EX-10.30 22 tm2034230d5_ex10-30.htm EXHIBIT 10.30

Exhibit 10.30

 

 

 

406 W Franklin Street Richmond, VA 23220 Phone: +1 (804) 728-3833

E-Mail: amontgomery@CarLotz.com Web: www.CarLotz.com

 

10/16/2017

 

John Foley

411 37th Street

Norfolk, VA 23508

 

Dear John:

 

Congratulations! CarLotz, Inc. is pleased to offer you employment on the following terms:

 

1.      Position. You will serve in a full-time capacity as the Director of Sales Operations and report to Aaron Montgomery, COO. By signing this offer letter, you represent and warrant to the Company that you are under no contractual commitments inconsistent with your obligations to the Company.

 

2.      Compensation. Your starting salary will be $5,769.23 per pay period (equivalent to $150,000 per year), payable in bi-weekly installments in accordance with the Company's standard payroll practices for salaried employees. This compensation will be subject to adjustment pursuant to the Company's employee compensation policies in effect from time to time. You will be entitled to twelve (12) days of paid time off (PTO) per year. You will also be eligible to receive a quarterly bonus of up to $6,250 per quarter (up to $25,000 per year) for meeting defined performance metrics. This position is considered an exempt position for purposes of federal wage-hour law, which means that you will not be eligible for overtime pay for hours actually worked in excess of 40 in a given workweek.

 

3.      Options. In addition to your cash compensation, you will be granted options representing 1% ownership of the Company over a four-year period (0.25% per year over four years). The options will vest: i) annually over a four-year period or ii) upon a liquidity event, whichever comes first. Any vesting event will only occur if you are still employed by CarLotz.
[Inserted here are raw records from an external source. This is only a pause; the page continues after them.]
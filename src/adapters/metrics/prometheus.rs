//! Prometheus Metrics Registry - Ingestion Observability
//!
//! Mirrors component snapshots (cache counters, poller and stream
//! stats, supervisor report) into Prometheus gauges on a fixed
//! interval and serves them on `/metrics`.
//!
//! Component counters are cumulative snapshots, so they are exported as
//! gauges set to the latest value rather than incremented here.

use std::sync::Arc;
use std::time::Duration;

use axum::Router;
use axum::http::StatusCode;
use axum::routing::get;
use prometheus::{Encoder, IntGaugeVec, Opts, Registry, TextEncoder};
use tokio::sync::watch;
use tokio::task::JoinHandle;
use tokio_util::sync::CancellationToken;
use tracing::{info, instrument, warn};

use crate::domain::state::HealthReport;
use crate::usecases::hybrid_manager::HybridDataManager;
use crate::usecases::rate_limiter::RateLimiter;

/// All metrics follow the naming convention `feed_ingest_*`.
pub struct MetricsRegistry {
    registry: Registry,
    /// Cache outcome counters by `outcome`.
    pub cache_quotes: IntGaugeVec,
    /// Instruments tracked by the cache.
    pub cache_instruments: IntGaugeVec,
    /// Poll cycle counters by `poller` and `outcome`.
    pub poll_cycles: IntGaugeVec,
    /// Stream frame and reconnect counters by `stream` and `kind`.
    pub stream_events: IntGaugeVec,
    /// `ConnectionState::code()` per stream.
    pub stream_state: IntGaugeVec,
    /// `ServiceState::code()` per worker.
    pub worker_state: IntGaugeVec,
    /// Restarts per worker.
    pub worker_restarts: IntGaugeVec,
    /// Whole tokens left per rate limiter.
    pub limiter_tokens: IntGaugeVec,
}

impl MetricsRegistry {
    /// Create and register all Prometheus metrics.
    pub fn new() -> anyhow::Result<Self> {
        let registry = Registry::new();

        let cache_quotes = IntGaugeVec::new(
            Opts::new("feed_ingest_cache_quotes", "Quotes seen by the cache, by outcome"),
            &["outcome"],
        )?;
        let cache_instruments = IntGaugeVec::new(
            Opts::new("feed_ingest_cache_instruments", "Instruments tracked by the cache"),
            &["manager"],
        )?;
        let poll_cycles = IntGaugeVec::new(
            Opts::new("feed_ingest_poll_cycles", "Poll cycles, by outcome"),
            &["poller", "outcome"],
        )?;
        let stream_events = IntGaugeVec::new(
            Opts::new("feed_ingest_stream_events", "Stream frames and reconnects, by kind"),
            &["stream", "kind"],
        )?;
        let stream_state = IntGaugeVec::new(
            Opts::new(
                "feed_ingest_stream_state",
                "Connection state code (0=disconnected .. 4=subscribed, 5=reconnecting, 6=failed)",
            ),
            &["stream"],
        )?;
        let worker_state = IntGaugeVec::new(
            Opts::new(
                "feed_ingest_worker_state",
                "Service state code (0=stopped, 2=running, 3=degraded, 5=stopped_fatal)",
            ),
            &["worker"],
        )?;
        let worker_restarts = IntGaugeVec::new(
            Opts::new("feed_ingest_worker_restarts", "Restarts performed per worker"),
            &["worker"],
        )?;
        let limiter_tokens = IntGaugeVec::new(
            Opts::new("feed_ingest_limiter_tokens", "Tokens available per rate limiter"),
            &["limiter"],
        )?;

        registry.register(Box::new(cache_quotes.clone()))?;
        registry.register(Box::new(cache_instruments.clone()))?;
        registry.register(Box::new(poll_cycles.clone()))?;
        registry.register(Box::new(stream_events.clone()))?;
        registry.register(Box::new(stream_state.clone()))?;
        registry.register(Box::new(worker_state.clone()))?;
        registry.register(Box::new(worker_restarts.clone()))?;
        registry.register(Box::new(limiter_tokens.clone()))?;

        Ok(Self {
            registry,
            cache_quotes,
            cache_instruments,
            poll_cycles,
            stream_events,
            stream_state,
            worker_state,
            worker_restarts,
            limiter_tokens,
        })
    }

    /// Copy the manager's cache, poller and stream snapshots.
    pub fn observe_manager(&self, name: &str, manager: &HybridDataManager) {
        let cache = manager.cache_stats();
        for (outcome, value) in [
            ("applied", cache.applied),
            ("retained", cache.retained),
            ("stale", cache.stale),
            ("rejected", cache.rejected),
            ("failover", cache.failovers),
            ("callback_dropped", cache.callback_dropped),
            ("persist_dropped", cache.persist_dropped),
        ] {
            self.cache_quotes.with_label_values(&[outcome]).set(gauge(value));
        }
        self.cache_instruments
            .with_label_values(&[name])
            .set(gauge(manager.instruments().len() as u64));

        for poller in manager.pollers() {
            let stats = poller.stats();
            for (outcome, value) in [
                ("success", stats.successes),
                ("failure", stats.failures),
                ("skipped", stats.skipped),
            ] {
                self.poll_cycles
                    .with_label_values(&[poller.name(), outcome])
                    .set(gauge(value));
            }
        }

        if let Some(stream) = manager.stream() {
            let stats = stream.stats();
            for (kind, value) in [
                ("frame", stats.frames),
                ("quote", stats.quotes),
                ("malformed", stats.malformed_frames),
                ("reconnect", stats.reconnects),
                ("auth_failure", stats.auth_failures),
            ] {
                self.stream_events
                    .with_label_values(&[stream.name(), kind])
                    .set(gauge(value));
            }
            self.stream_state
                .with_label_values(&[stream.name()])
                .set(stream.state().code());
        }
    }

    /// Copy the supervisor's per-worker state.
    pub fn observe_report(&self, report: &HealthReport) {
        for worker in &report.workers {
            self.worker_state
                .with_label_values(&[worker.name.as_str()])
                .set(worker.state.code());
            self.worker_restarts
                .with_label_values(&[worker.name.as_str()])
                .set(i64::from(worker.restart_count));
        }
    }

    pub fn observe_limiter(&self, limiter: &RateLimiter) {
        #[allow(clippy::cast_possible_truncation)]
        let tokens = limiter.available().floor() as i64;
        self.limiter_tokens.with_label_values(&[limiter.name()]).set(tokens);
    }

    /// Text exposition of every registered metric.
    pub fn render(&self) -> anyhow::Result<String> {
        let mut buffer = Vec::new();
        TextEncoder::new().encode(&self.registry.gather(), &mut buffer)?;
        Ok(String::from_utf8(buffer)?)
    }

    /// Refresh all gauges every `interval` until `cancel` fires.
    pub fn spawn_collector(
        self: Arc<Self>,
        managers: Vec<(String, Arc<HybridDataManager>)>,
        limiters: Vec<Arc<RateLimiter>>,
        mut reports: watch::Receiver<HealthReport>,
        interval: Duration,
        cancel: CancellationToken,
    ) -> JoinHandle<()> {
        tokio::spawn(async move {
            let mut ticker = tokio::time::interval(interval);
            ticker.set_missed_tick_behavior(tokio::time::MissedTickBehavior::Delay);
            loop {
                tokio::select! {
                    biased;
                    () = cancel.cancelled() => break,
                    changed = reports.changed() => {
                        if changed.is_err() {
                            break;
                        }
                        let report = reports.borrow_and_update().clone();
                        self.observe_report(&report);
                    }
                    _ = ticker.tick() => {
                        for (name, manager) in &managers {
                            self.observe_manager(name, manager);
                        }
                        for limiter in &limiters {
                            self.observe_limiter(limiter);
                        }
                    }
                }
            }
        })
    }

    /// Serve Prometheus metrics on the configured bind address.
    #[instrument(skip(self, cancel))]
    pub async fn serve(self: Arc<Self>, bind_address: String, cancel: CancellationToken) -> anyhow::Result<()> {
        let metrics = Arc::clone(&self);
        let app = Router::new().route(
            "/metrics",
            get(move || {
                let metrics = Arc::clone(&metrics);
                async move {
                    match metrics.render() {
                        Ok(body) => (StatusCode::OK, body),
                        Err(e) => {
                            warn!(error = %e, "Failed to encode metrics");
                            (StatusCode::INTERNAL_SERVER_ERROR, String::new())
                        }
                    }
                }
            }),
        );

        let listener = tokio::net::TcpListener::bind(&bind_address).await?;
        info!(address = %bind_address, "Prometheus metrics server started");

        axum::serve(listener, app)
            .with_graceful_shutdown(async move { cancel.cancelled().await })
            .await?;

        Ok(())
    }
}

fn gauge(value: u64) -> i64 {
    i64::try_from(value).unwrap_or(i64::MAX)
}

#[cfg(test)]
mod tests {
    use chrono::Utc;

    use super::*;
    use crate::domain::circuit_breaker::CircuitState;
    use crate::domain::state::{ServiceState, WorkerSnapshot};

    #[test]
    fn test_report_exported_as_gauges() {
        let metrics = MetricsRegistry::new().unwrap();
        metrics.observe_report(&HealthReport {
            generated_at: Utc::now(),
            workers: vec![WorkerSnapshot {
                name: "market".to_string(),
                state: ServiceState::Degraded,
                restart_count: 2,
                consecutive_restart_failures: 0,
                uptime: Duration::ZERO,
                last_health_check_at: None,
                circuit_state: CircuitState::Closed,
                circuit_open_until: None,
            }],
        });

        let text = metrics.render().unwrap();
        assert!(text.contains(r#"feed_ingest_worker_state{worker="market"} 3"#));
        assert!(text.contains(r#"feed_ingest_worker_restarts{worker="market"} 2"#));
    }

    #[tokio::test]
    async fn test_manager_snapshot_exported() {
        use crate::domain::quote::{Quote, QuoteSource};
        use crate::ports::sinks::QuoteSink;
        use crate::usecases::hybrid_manager::HybridConfig;

        let metrics = MetricsRegistry::new().unwrap();
        let manager = HybridDataManager::new(HybridConfig::new(Duration::from_secs(5)).unwrap(), None);
        manager
            .ingress()
            .ingest(Quote::score("G1", 1.0, QuoteSource::Poll, Utc::now()));
        metrics.observe_manager("scores", &manager);

        let text = metrics.render().unwrap();
        assert!(text.contains(r#"feed_ingest_cache_quotes{outcome="applied"} 1"#));
        assert!(text.contains(r#"feed_ingest_cache_instruments{manager="scores"} 1"#));
    }
}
Further details regarding the options are specified in the options grant.

 

4.      Benefits. You will retain your eligibility for the Company's healthcare program. Further details concerning the Company's benefits program can be found in the Employee Handbook.

 

5.      Restrictive Covenants. As a condition to your employment with the Company, you are required to sign the Non-Compete, Non-Solicit, and Confidentiality Agreement, a copy of which is attached hereto as Exhibit A.

 

6.      Period of Employment. Your employment with the Company will be at will, meaning that either you or the Company will be entitled to terminate your employment at any time and for any reason, with or without cause. Any contrary representations, which may have been made to you, are superseded by this offer. This is the full and complete agreement between you and the Company on this term. Although your job duties, title, compensation and benefits, as well as the Company's personnel policies and procedures, may change from time to time, the at will nature of your employment may only be changed in an express written agreement signed by you and a duly authorized officer of the Company.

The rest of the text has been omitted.